Why: Disciplined implementation prevents scope drift and keeps changes reviewable.

Git branch check (if git repo): if on main/master → warn: "You are on main. Creating branch type/short-description. Say 'commit to main' to override." If user overrides → stay on main. If already on a feature/dev/other branch → stay on it and commit there.
Execute plan step-by-step
Delegate to relevant installed skills: scan available_skills — if ANY skill's description matches the domain, read its SKILL.md and follow it. Always scan. Never hardcode.
Follow existing project conventions
If new dependencies: install, note for summary
If DB schema changes: create migration file

RULES: SCOPE CONTROL — implement ONLY what the plan specifies. Note unrelated improvements in summary but do NOT change them. Never expose secrets. Respect project rules found in Phase 1.

ANNOUNCE: "Implementation complete. Running checks."

PHASE 3: GATE & TEST

Why: Catching issues here is 10x cheaper than catching them in production.

Run linter → auto-fix fixable issues
Run formatter → auto-fix
Run type checker → fix type errors in changed files
Run existing test suite: failures from our change → fix; pre-existing failures → note and ignore
Apply fix-guard-test-verify loop to the ORIGINAL request:
a. Confirm the fix is in place
b. Root cause: why did this bug/gap exist? Same pattern elsewhere? (single grep) If found → fix up to 5, note rest
c. Guard: add the lightest effective guardrail (type > linter > assertion > test > comment)
d. Write targeted tests: regression test for original issue, test that guardrail works, edge cases
e.
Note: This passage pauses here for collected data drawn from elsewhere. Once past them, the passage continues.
use svckit::config::{DatabaseConfig, Endpoint, ReplicationConfig};
use svckit::database::BlankPolicy;
use svckit::errors::SyncError;

use crate::cli::TransferArgs;
use crate::config::{ProgressConfig, TransferConfig};

/// Everything a transfer needs, resolved from flags and config before any
/// connection is opened.
#[derive(Debug, Clone)]
pub struct ReplicationJob {
    pub source: DatabaseConfig,
    pub target: DatabaseConfig,
    pub source_keyspace: String,
    pub target_keyspace: String,
    pub table_filter: Option<String>,
    pub skip_create_tables: bool,
    pub skip_row_errors: bool,
    pub skip_rows: u64,
    pub writer_concurrency: usize,
    pub blank_policy: BlankPolicy,
    pub replication: ReplicationConfig,
    pub progress: ProgressConfig,
}

impl ReplicationJob {
    pub fn from_args(args: &TransferArgs, config: &TransferConfig) -> Result<Self, SyncError> {
        let source_endpoint = Endpoint::parse(&args.from_host)?;
        let target_endpoint = Endpoint::parse(&args.to_host)?;

        let source_keyspace = args
            .from_keyspace
            .as_deref()
            .map(str::trim)
            .filter(|ks| !ks.is_empty())
            .ok_or_else(|| {
                SyncError::ConfigError("A source keyspace is required (--from-keyspace)".to_string())
            })?
            .to_string();

        let target_keyspace = match args.to_keyspace.as_deref().map(str::trim) {
            Some("") => {
                return Err(SyncError::ConfigError(
                    "Destination keyspace must not be empty".to_string(),
                ))
            }
            Some(ks) => ks.to_string(),
            None => source_keyspace.clone(),
        };

        let table_filter = args
            .table
            .as_deref()
            .map(str::trim)
            .filter(|t| !t.is_empty())
            .map(str::to_string);

        let writer_concurrency = match args.writer_concurrency {
            Some(0) => {
                return Err(SyncError::ConfigError(
                    "--writer-concurrency must be at least 1".to_string(),
                ))
            }
            Some(n) => n,
            None => config.writer.pool_size(),
        };

        let blank_policy = if args.keep_zero_values {
            BlankPolicy::Strict
        } else {
            BlankPolicy::Lenient
        };

        let connection = &config.connection;
        Ok(Self {
            source: connection
                .database_config(source_endpoint, connection.source_credentials.clone()),
            target: connection
                .database_config(target_endpoint, connection.target_credentials.clone()),
            source_keyspace,
            target_keyspace,
            table_filter,
            skip_create_tables: args.skip_create_tables,
            skip_row_errors: args.skip_insert_row_errors,
            skip_rows: args.skip_rows,
            writer_concurrency,
            blank_policy,
            replication: config.replication.clone(),
            progress: config.progress,
        })
    }

    pub fn includes_table(&self, name: &str) -> bool {
        match &self.table_filter {
            Some(filter) => filter == name,
            None => true,
        }
    }
}
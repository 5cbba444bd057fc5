//! MessagePack value encoding via `rmp-serde`.
//!
//! Uses `to_vec_named` so structs encode as maps keyed by field name; both
//! ends then agree on names rather than field order.

use serde::de::DeserializeOwned;
use serde::Serialize;

use crate::error::Result;

pub fn encode<T: Serialize + ?Sized>(value: &T) -> Result<Vec<u8>> {
    Ok(rmp_serde::to_vec_named(value)?)
}

pub fn decode<T: DeserializeOwned>(bytes: &[u8]) -> Result<T> {
    Ok(rmp_serde::from_slice(bytes)?)
}
//! # seamrpc
//!
//! A minimal call/reply RPC transport over byte streams.
//!
//! A client issues calls over one connection and correlates asynchronous
//! replies by sequence number; a server negotiates a wire encoding per
//! connection and dispatches requests concurrently while serializing
//! response writes.
//!
//! ## Protocol
//!
//! - **Handshake**: one JSON line (`{"MagicNumber": ..., "CodecType": ...}`)
//!   sent by the client before anything else, selecting the codec for the
//!   rest of the connection.
//! - **Frames**: header+body pairs encoded by the negotiated codec, each
//!   value length-prefixed. The header carries the method name, sequence
//!   number, and an error string (empty means success).
//!
//! ## Example
//!
//! ```ignore
//! use seamrpc::{Client, Server, ServiceRegistry};
//!
//! #[tokio::main]
//! async fn main() -> seamrpc::Result<()> {
//!     let mut registry = ServiceRegistry::new();
//!     registry.register("Foo.Sum", |args: String| async move {
//!         Ok(format!("resp:{args}"))
//!     });
//!
//!     let listener = tokio::net::TcpListener::bind("127.0.0.1:0").await?;
//!     let addr = listener.local_addr()?;
//!     tokio::spawn(async move { Server::new(registry).serve(listener).await });
//!
//!     let client = Client::connect(addr).await?;
//!     let reply: String = client.call("Foo.Sum", "req:0").await?;
//!     assert_eq!(reply, "resp:req:0");
//!     Ok(())
//! }
//! ```

pub mod codec;
pub mod error;
pub mod service;
pub mod wire;

mod client;
mod server;

pub use client::{Call, Client};
pub use codec::CodecKind;
pub use error::{Result, RpcError};
pub use server::Server;
pub use service::ServiceRegistry;
pub use wire::{Handshake, Header, MAGIC};
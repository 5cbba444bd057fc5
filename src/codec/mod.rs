//! Wire codecs: negotiated value encoding plus length-delimited framing.
//!
//! A connection carries a stream of header+body pairs. Each value is framed
//! as a `u32` big-endian length followed by the encoded bytes; the encoding
//! itself is selected once per connection by [`CodecKind`] during the
//! handshake.
//!
//! A codec is split into a read half and a write half so one task can sit in
//! a blocking read loop while other tasks write. Neither half is safe for
//! concurrent use on its own; callers serialize writes with an external lock.
//!
//! # Example
//!
//! ```ignore
//! let (mut reader, mut writer) = CodecKind::MessagePack.split(stream);
//! writer.write(&Header::request("Foo.Sum", 0), "req:0").await?;
//! let header = reader.read_header().await?;
//! let reply: String = reader.read_body().await?;
//! ```

mod json;
mod msgpack;

use bytes::Bytes;
use serde::de::DeserializeOwned;
use serde::Serialize;
use tokio::io::{
    AsyncRead, AsyncReadExt, AsyncWrite, AsyncWriteExt, BufReader, BufWriter, ReadHalf, WriteHalf,
};

use crate::error::{Result, RpcError};
use crate::wire::Header;

/// Maximum encoded length for a single header or body value (16 MiB).
pub const MAX_FRAME_LEN: u32 = 16 * 1024 * 1024;

/// The closed set of negotiable wire encodings.
///
/// An unknown tag at negotiation time is a hard failure; there is no dynamic
/// codec registration.
#[derive(Debug, Clone, Copy, PartialEq, Eq, Hash)]
pub enum CodecKind {
    /// MessagePack via `rmp-serde` (struct-as-map encoding). The default.
    MessagePack,
    /// JSON via `serde_json`.
    Json,
}

impl CodecKind {
    /// Resolve a negotiation tag to a codec kind.
    pub fn from_tag(tag: &str) -> Option<Self> {
        match tag {
            "application/msgpack" => Some(Self::MessagePack),
            "application/json" => Some(Self::Json),
            _ => None,
        }
    }

    /// The tag carried inside the handshake record.
    pub fn as_tag(self) -> &'static str {
        match self {
            Self::MessagePack => "application/msgpack",
            Self::Json => "application/json",
        }
    }

    /// Encode one value with this kind's encoding.
    pub fn encode<T: Serialize + ?Sized>(self, value: &T) -> Result<Vec<u8>> {
        match self {
            Self::MessagePack => msgpack::encode(value),
            Self::Json => json::encode(value),
        }
    }

    /// Decode one value with this kind's encoding.
    pub fn decode<T: DeserializeOwned>(self, bytes: &[u8]) -> Result<T> {
        match self {
            Self::MessagePack => msgpack::decode(bytes),
            Self::Json => json::decode(bytes),
        }
    }

    /// Split a freshly negotiated stream into framed read/write halves.
    #[allow(clippy::type_complexity)]
    pub fn split<S>(self, stream: S) -> (CodecReader<ReadHalf<S>>, CodecWriter<WriteHalf<S>>)
    where
        S: AsyncRead + AsyncWrite,
    {
        let (read_half, write_half) = tokio::io::split(stream);
        (
            CodecReader::new(self, read_half),
            CodecWriter::new(self, write_half),
        )
    }
}

impl Default for CodecKind {
    fn default() -> Self {
        Self::MessagePack
    }
}

/// Read half of a codec. Consumes exactly one frame value per call; callers
/// must alternate header-then-body.
pub struct CodecReader<R> {
    kind: CodecKind,
    reader: BufReader<R>,
}

impl<R: AsyncRead + Unpin> CodecReader<R> {
    pub fn new(kind: CodecKind, reader: R) -> Self {
        Self {
            kind,
            reader: BufReader::new(reader),
        }
    }

    /// Wrap a reader that already buffered bytes past the handshake; the
    /// server hands over its handshake buffer here so no frame bytes are
    /// lost.
    pub fn from_buffered(kind: CodecKind, reader: BufReader<R>) -> Self {
        Self { kind, reader }
    }

    pub fn kind(&self) -> CodecKind {
        self.kind
    }

    async fn read_value(&mut self) -> Result<Bytes> {
        // The length prefix is read in two steps so that a peer hanging up
        // exactly between frames surfaces as a plain EOF, while running dry
        // anywhere inside a frame is reported as truncation.
        let mut prefix = [0u8; 4];
        let n = self.reader.read(&mut prefix).await?;
        if n == 0 {
            return Err(RpcError::Io(std::io::Error::new(
                std::io::ErrorKind::UnexpectedEof,
                "stream closed at frame boundary",
            )));
        }
        self.reader
            .read_exact(&mut prefix[n..])
            .await
            .map_err(truncated)?;
        let len = u32::from_be_bytes(prefix);
        if len > MAX_FRAME_LEN {
            return Err(RpcError::Frame(format!(
                "frame length {len} exceeds maximum {MAX_FRAME_LEN}"
            )));
        }
        let mut buf = vec![0u8; len as usize];
        self.reader.read_exact(&mut buf).await.map_err(truncated)?;
        Ok(Bytes::from(buf))
    }

    /// Read the header half of the next frame.
    pub async fn read_header(&mut self) -> Result<Header> {
        let raw = self.read_value().await?;
        self.kind.decode(&raw)
    }

    /// Read the body half as raw encoded bytes, deferring the decode.
    pub async fn read_body_raw(&mut self) -> Result<Bytes> {
        self.read_value().await
    }

    /// Read and decode the body half.
    pub async fn read_body<T: DeserializeOwned>(&mut self) -> Result<T> {
        let raw = self.read_value().await?;
        self.kind.decode(&raw)
    }

    /// Consume and discard the body half, keeping the stream aligned.
    pub async fn drain_body(&mut self) -> Result<()> {
        self.read_value().await.map(|_| ())
    }
}

/// Write half of a codec. A header and its body are written back-to-back and
/// flushed before `write` returns.
pub struct CodecWriter<W> {
    kind: CodecKind,
    writer: BufWriter<W>,
    poisoned: bool,
}

impl<W: AsyncWrite + Unpin> CodecWriter<W> {
    pub fn new(kind: CodecKind, writer: W) -> Self {
        Self {
            kind,
            writer: BufWriter::new(writer),
            poisoned: false,
        }
    }

    pub fn kind(&self) -> CodecKind {
        self.kind
    }

    /// Write one header+body pair and flush.
    pub async fn write<T: Serialize + ?Sized>(&mut self, header: &Header, body: &T) -> Result<()> {
        let body = self.kind.encode(body)?;
        self.write_raw(header, &body).await
    }

    /// Like [`write`](Self::write), with a pre-encoded body.
    ///
    /// A failed write poisons the writer: a partially written frame
    /// desynchronizes the stream, so every later write fails fast.
    pub async fn write_raw(&mut self, header: &Header, body: &[u8]) -> Result<()> {
        if self.poisoned {
            return Err(RpcError::Frame(
                "codec writer poisoned by an earlier write failure".into(),
            ));
        }
        let head = self.kind.encode(header)?;
        if let Err(e) = self.write_frame_pair(&head, body).await {
            self.poisoned = true;
            return Err(e);
        }
        Ok(())
    }

    async fn write_frame_pair(&mut self, head: &[u8], body: &[u8]) -> Result<()> {
        write_value(&mut self.writer, head).await?;
        write_value(&mut self.writer, body).await?;
        self.writer.flush().await?;
        Ok(())
    }

    /// Flush buffered bytes and shut the underlying stream down.
    pub async fn shutdown(&mut self) -> Result<()> {
        self.writer.shutdown().await?;
        Ok(())
    }
}

fn truncated(err: std::io::Error) -> RpcError {
    if err.kind() == std::io::ErrorKind::UnexpectedEof {
        RpcError::Frame("stream truncated mid-frame".into())
    } else {
        RpcError::Io(err)
    }
}

async fn write_value<W: AsyncWrite + Unpin>(writer: &mut W, bytes: &[u8]) -> Result<()> {
    if bytes.len() > MAX_FRAME_LEN as usize {
        return Err(RpcError::Frame(format!(
            "encoded value of {} bytes exceeds maximum {MAX_FRAME_LEN}",
            bytes.len()
        )));
    }
    writer.write_u32(bytes.len() as u32).await?;
    writer.write_all(bytes).await?;
    Ok(())
}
Verify: run new tests → must pass
Update existing tests whose expectations intentionally changed (add comment explaining WHY)
Run ALL tests (new + existing) to confirm

IF PROJECT HAS NO TOOLING: skip linter/formatter/typechecker, still write tests in logical format, suggest framework but don't block pipeline.

GATE CAP: 3 auto-fix cycles max, then proceed to audit.

ANNOUNCE: "N tests pass (M new, K guardrail). Linting clean."

PHASE 4: AUDIT (2 passes)

Why: Self-review catches what implementation missed. Phase 3 handled the original request; this phase audits the FULL diff for issues beyond that — things introduced during implementation, missed edge cases, and security concerns. The loop ensures every finding is permanently fixed, not just patched.

Pass 1 — Correctness Checklist: Walk through each item mechanically against the diff. Do NOT rely on general "does this look right" judgment — check each item explicitly.

Each acceptance criterion satisfied? (check one by one)
Off-by-one errors in loops/indices?
Null/undefined access on any new variable or return value?
Race conditions on shared state or async operations?
Error handling: every new call site has a failure path?
If API changed: grep for callers, verify compatibility
Hardcoded values that should be config/env vars?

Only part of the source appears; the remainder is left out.